In contrast to concentration, several study results support the finding that sperm motility decreases with advancing age. Our study also observed a significant fall in sperm motility with aging. Several other studies reported a statistically significant reduction in motility by 0.17-0.6% per year with aging resulting in 3-12% fall in motility over 20 yr (40, 41). Moreover, a recent study revealed that sperm motility decreases by 0.8% per year of age and linear motion decreases by 0.2% per year (43).

In addition to motility, morphology also appears to be affected with increasing male age. The present study also revealed a decline in sperm morphology with age. Similar results were found in studies that indicate a decline in normal sperm morphology of 0.2-0.9% per year of age, resulting in a 4-18% decrease in normal morphology over a 20-year period (40, 42). This was further supported by studies conducted in various parts of India that revealed diminished sperm quality with age (36, 44).

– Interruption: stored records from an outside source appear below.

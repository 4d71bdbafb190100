//! Chat webhook notifications for reviews.

pub mod message;
pub mod webhook;

pub use message::{
    build_message, compose_text, parse_rating, render_rating, Block, BlockMessage, TextObject,
};
pub use webhook::{NotifyOutcome, WebhookNotifier};
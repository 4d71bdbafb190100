//! appreview-notifier
//!
//! Polls the App Store customer review feed for one application and posts
//! reviews from roughly the last month to a chat webhook, one message per
//! review. Designed for periodic invocation by an external scheduler.

pub mod cli;
pub mod config;
pub mod datetime;
pub mod error;
pub mod logging;
pub mod notify;
pub mod pipeline;
pub mod review;

pub use cli::{parse_args, CliArgs, Command};
pub use config::Config;
pub use datetime::{Clock, FixedClock, SystemClock};
pub use error::{NotifierError, Result};
pub use notify::{BlockMessage, NotifyOutcome, WebhookNotifier};
pub use pipeline::{run, RunSummary};
pub use review::{ReviewEntry, ReviewFetcher};
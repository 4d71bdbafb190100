//! Webhook notifier.
//!
//! Posts one block message per review, strictly one after another.

use std::time::Duration;

use reqwest::header::CONTENT_TYPE;
use reqwest::{Client, StatusCode};
use tracing::{debug, warn};

use crate::config::NotifyConfig;
use crate::notify::message::{build_message, BlockMessage};
use crate::review::ReviewEntry;
use crate::{NotifierError, Result};

/// Counts from one notification pass.
#[derive(Debug, Clone, Copy, Default, PartialEq, Eq)]
pub struct NotifyOutcome {
    /// Messages the webhook accepted.
    pub posted: usize,
    /// Messages that failed in transit or were rejected.
    pub failed: usize,
}

/// Sends review messages to a chat webhook.
pub struct WebhookNotifier {
    client: Client,
    url: String,
    glyph: String,
    fail_fast: bool,
}

impl WebhookNotifier {
    /// Create a notifier posting to `url`.
    pub fn new(url: impl Into<String>, config: &NotifyConfig) -> Result<Self> {
        let client = Client::builder()
            .timeout(Duration::from_secs(config.timeout_secs))
            .build()
            .map_err(|e| NotifierError::Transport(format!("failed to create HTTP client: {e}")))?;

        Ok(Self {
            client,
            url: url.into(),
            glyph: config.rating_glyph.clone(),
            fail_fast: config.fail_fast,
        })
    }

    /// POST a message to the webhook.
    ///
    /// A non-success status is reported as a transport error.
    pub async fn post(&self, message: &BlockMessage) -> Result<StatusCode> {
        let body = message.to_json()?;

        let response = self
            .client
            .post(&self.url)
            .header(CONTENT_TYPE, "application/json")
            .body(body)
            .send()
            .await
            .map_err(|e| NotifierError::Transport(format!("failed to post message: {e}")))?;

        let status = response.status();
        debug!(%status, "webhook responded");
        if !status.is_success() {
            return Err(NotifierError::Transport(format!(
                "webhook returned HTTP {status}"
            )));
        }
        Ok(status)
    }

    /// Notify about each entry in order.
    ///
    /// A rating that cannot be formatted aborts the pass. A failed POST is
    /// logged and the pass moves on to the next entry, unless the notifier
    /// was configured to fail fast.
    pub async fn notify_all<'a, I>(&self, entries: I) -> Result<NotifyOutcome>
    where
        I: IntoIterator<Item = &'a ReviewEntry>,
    {
        let mut outcome = NotifyOutcome::default();

        for entry in entries {
            let message = build_message(entry, &self.glyph)?;

            match self.post(&message).await {
                Ok(_) => outcome.posted += 1,
                Err(e) if self.fail_fast => return Err(e),
                Err(e) => {
                    warn!(title = entry.title(), error = %e, "failed to post review");
                    outcome.failed += 1;
                }
            }
        }

        Ok(outcome)
    }
}
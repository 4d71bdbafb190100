//! One notifier run: fetch, filter, notify.

use tracing::info;

use crate::cli::{validate_webhook_url, CliArgs};
use crate::config::Config;
use crate::datetime::{cutoff, Clock};
use crate::notify::WebhookNotifier;
use crate::review::{select_recent, ReviewFetcher};
use crate::{NotifierError, Result};

/// Counts from a completed run.
#[derive(Debug, Clone, Copy, Default, PartialEq, Eq)]
pub struct RunSummary {
    /// Entries returned by the feed.
    pub fetched: usize,
    /// Entries inside the recency window.
    pub selected: usize,
    /// Messages the webhook accepted.
    pub posted: usize,
    /// Messages that could not be delivered.
    pub failed: usize,
}

/// Run the pipeline once.
///
/// The cutoff is taken from `clock` a single time before any entry is
/// examined. Fetch, decode and rating format failures abort the run; how
/// delivery failures are handled depends on `notify.fail_fast`.
pub async fn run(args: &CliArgs, config: &Config, clock: &dyn Clock) -> Result<RunSummary> {
    if args.app_id.is_empty() {
        return Err(NotifierError::Validation("id is empty".to_string()));
    }
    validate_webhook_url(&args.webhook_url)?;

    let fetcher = ReviewFetcher::new(&config.feed)?;
    let notifier = WebhookNotifier::new(args.webhook_url.as_str(), &config.notify)?;

    let entries = fetcher.fetch(&args.app_id).await?;
    info!(app_id = %args.app_id, count = entries.len(), "fetched reviews");

    let cutoff = cutoff(
        clock,
        config.filter.lookback_months,
        config.filter.lookback_days,
    );
    info!(%cutoff, "recency cutoff");

    let recent = select_recent(&entries, cutoff);
    let selected = recent.len();
    info!(selected, "reviews inside recency window");

    let outcome = notifier.notify_all(recent).await?;

    Ok(RunSummary {
        fetched: entries.len(),
        selected,
        posted: outcome.posted,
        failed: outcome.failed,
    })
}
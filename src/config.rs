//! Configuration module for the review notifier.

use serde::Deserialize;
use std::path::Path;

use crate::{NotifierError, Result};

/// Environment variable naming an explicit config file.
pub const CONFIG_PATH_ENV: &str = "APPREVIEW_CONFIG";

/// Config file read when `APPREVIEW_CONFIG` is unset.
pub const DEFAULT_CONFIG_PATH: &str = "appreview.toml";

/// Review feed configuration.
#[derive(Debug, Clone, Deserialize)]
pub struct FeedConfig {
    /// Scheme and host of the review feed.
    #[serde(default = "default_base_url")]
    pub base_url: String,
    /// Store region segment of the feed path.
    #[serde(default = "default_country")]
    pub country: String,
    /// Sort order segment of the feed path.
    #[serde(default = "default_sort_by")]
    pub sort_by: String,
    /// Connection timeout in seconds.
    #[serde(default = "default_connect_timeout")]
    pub connect_timeout_secs: u64,
    /// Total request timeout in seconds.
    #[serde(default = "default_total_timeout")]
    pub total_timeout_secs: u64,
    /// Maximum feed size in bytes.
    #[serde(default = "default_max_feed_size")]
    pub max_feed_size_bytes: u64,
}

fn default_base_url() -> String {
    "https://itunes.apple.com".to_string()
}

fn default_country() -> String {
    "jp".to_string()
}

fn default_sort_by() -> String {
    "mostRecent".to_string()
}

fn default_connect_timeout() -> u64 {
    10
}

fn default_total_timeout() -> u64 {
    30
}

fn default_max_feed_size() -> u64 {
    5 * 1024 * 1024 // 5MB
}

impl Default for FeedConfig {
    fn default() -> Self {
        Self {
            base_url: default_base_url(),
            country: default_country(),
            sort_by: default_sort_by(),
            connect_timeout_secs: default_connect_timeout(),
            total_timeout_secs: default_total_timeout(),
            max_feed_size_bytes: default_max_feed_size(),
        }
    }
}

/// Recency window configuration.
#[derive(Debug, Clone, Deserialize)]
pub struct FilterConfig {
    /// Calendar months subtracted from now.
    #[serde(default = "default_lookback_months")]
    pub lookback_months: u32,
    /// Calendar days subtracted from now.
    #[serde(default = "default_lookback_days")]
    pub lookback_days: u32,
}

fn default_lookback_months() -> u32 {
    1
}

fn default_lookback_days() -> u32 {
    1
}

impl Default for FilterConfig {
    fn default() -> Self {
        Self {
            lookback_months: default_lookback_months(),
            lookback_days: default_lookback_days(),
        }
    }
}

/// Webhook notification configuration.
#[derive(Debug, Clone, Deserialize)]
pub struct NotifyConfig {
    /// Token repeated once per rating point.
    #[serde(default = "default_rating_glyph")]
    pub rating_glyph: String,
    /// Abort the run on the first failed POST instead of moving on.
    #[serde(default)]
    pub fail_fast: bool,
    /// Total request timeout in seconds.
    #[serde(default = "default_notify_timeout")]
    pub timeout_secs: u64,
}

fn default_rating_glyph() -> String {
    ":star:".to_string()
}

fn default_notify_timeout() -> u64 {
    30
}

impl Default for NotifyConfig {
    fn default() -> Self {
        Self {
            rating_glyph: default_rating_glyph(),
            fail_fast: false,
            timeout_secs: default_notify_timeout(),
        }
    }
}

/// Logging configuration.
#[derive(Debug, Clone, Deserialize)]
pub struct LoggingConfig {
    /// Log level (trace, debug, info, warn, error).
    #[serde(default = "default_log_level")]
    pub level: String,
    /// Optional log file; empty means stderr only.
    #[serde(default)]
    pub file: String,
}

fn default_log_level() -> String {
    "info".to_string()
}

impl Default for LoggingConfig {
    fn default() -> Self {
        Self {
            level: default_log_level(),
            file: String::new(),
        }
    }
}

/// Main configuration structure.
#[derive(Debug, Clone, Deserialize, Default)]
pub struct Config {
    /// Review feed configuration.
    #[serde(default)]
    pub feed: FeedConfig,
    /// Recency window configuration.
    #[serde(default)]
    pub filter: FilterConfig,
    /// Webhook configuration.
    #[serde(default)]
    pub notify: NotifyConfig,
    /// Logging configuration.
    #[serde(default)]
    pub logging: LoggingConfig,
}

impl Config {
    /// Load configuration from a TOML file.
    pub fn load<P: AsRef<Path>>(path: P) -> Result<Self> {
        let content = std::fs::read_to_string(path.as_ref()).map_err(NotifierError::Io)?;
        Self::parse(&content)
    }

    /// Resolve and load the configuration for a run.
    ///
    /// Uses the file named by `APPREVIEW_CONFIG` when set (it must exist),
    /// otherwise `appreview.toml` if present, otherwise defaults. Environment
    /// overrides are applied and the result is validated.
    pub fn discover() -> Result<Self> {
        let mut config = match std::env::var(CONFIG_PATH_ENV) {
            Ok(path) if !path.is_empty() => Self::load(path)?,
            _ if Path::new(DEFAULT_CONFIG_PATH).exists() => Self::load(DEFAULT_CONFIG_PATH)?,
            _ => Self::default(),
        };
        config.apply_env_overrides();
        config.validate()?;
        Ok(config)
    }

    /// Parse configuration from a TOML string.
    pub fn parse(s: &str) -> Result<Self> {
        toml::from_str(s).map_err(|e| NotifierError::Config(format!("config parse error: {e}")))
    }

    /// Apply environment variable overrides to the configuration.
    ///
    /// Supported environment variables:
    /// - `APPREVIEW_LOG_LEVEL`: Override the log level
    /// - `APPREVIEW_FEED_BASE_URL`: Override the feed base URL
    pub fn apply_env_overrides(&mut self) {
        if let Ok(level) = std::env::var("APPREVIEW_LOG_LEVEL") {
            if !level.is_empty() {
                self.logging.level = level;
            }
        }
        if let Ok(base_url) = std::env::var("APPREVIEW_FEED_BASE_URL") {
            if !base_url.is_empty() {
                self.feed.base_url = base_url;
            }
        }
    }

    /// Validate the configuration.
    pub fn validate(&self) -> Result<()> {
        url::Url::parse(&self.feed.base_url).map_err(|e| {
            NotifierError::Config(format!("invalid feed.base_url {:?}: {e}", self.feed.base_url))
        })?;
        if self.feed.country.is_empty() {
            return Err(NotifierError::Config("feed.country is empty".to_string()));
        }
        if self.feed.sort_by.is_empty() {
            return Err(NotifierError::Config("feed.sort_by is empty".to_string()));
        }
        if self.feed.connect_timeout_secs == 0
            || self.feed.total_timeout_secs == 0
            || self.notify.timeout_secs == 0
        {
            return Err(NotifierError::Config(
                "timeouts must be at least one second".to_string(),
            ));
        }
        Ok(())
    }
}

Furthermore, our study showed fall in semen volume with age, which is supported by evidence which suggests that there is a mild decrease in seminal volume with increasing age, although the clinical significance of this finding is marginal (45). The decrease in volume may be related to seminal vesicle insufficiency because seminal vesicle fluid composes most of the ejaculate volume (23, 46). Most of the data suggested that the pronounced changes occur in men aged >45 yr. Semen volume declines from a mean of 2.80 ml in those aged 45-47.8 yr to 1.95 ml in men more than 56.6 yr (18, 47). Table II depicts various study results revealing the effect of aging on semen parameters which support our study results.

Table II

Various studies depicting effect of age on semen parameters

Studys	No. of subjects	Significant findings
Levitas et al 2007 (48)	6022	Excellent semen quality at the age of 30-35 years, Sharp reduction in all parameters after 55 years
Cardona Maya et al 2009 (49)	1364	The decrease in semen volume, motility, sperm concentration, with increasing age
Harris et al 2011 (45)	Review	Age related decline in fertility rate and an increase in DNA breakdown in sperms
Silva et al 2012 (50)	975	Age related changes in nuclear vacuoles and DNA damage
Stone et al 2013 (51)	4822	Total sperm count and normal morphology declined after 40 years, Sperm motility and semen volume decline after 43 and 45 years of age
Purandhar et al 2013 (52)	90	Fall in enzymatic antioxidants and neutrophil count with increasing age. The decline in motility, vitality, and morphology with aging
Omran et al 2013 (53)	52	Fall in sperm density, motility, normal morphology, total antioxidant capacity and DNA integrity with aging
Priyadarsini et al 2014 (54)	733	Fall in progressive motility, vitality, and morphology with aging. No significant changes were found in semen volume and total count

Hence, understanding the impact of male age on fertility has become increasingly salient in public health as growing number of men are choosing to have children at an older age (17) and many couples need an assisted reproduction procedure to have a child (55, 56).

Limitation

The limitation of this study is that it is a retrospective analysis of data. Moreover, we took only age into consideration, but there can be many other factors like occupation, temperature, drugs, etc. that can affect the semen parameters and overall male fertility. So, in future keeping this as base information, we can conduct prospective analysis considering other factors also that can affect male fertility. Hence, we can work in that direction so as to prevent such factors that can seriously affect the male fertility.

Conclusion

Hence, aging has a significant negative impact on various semen parameters and male fertility in this region of India. The older men in infertile couples have lower semen parameters resulting in lower fertility potential.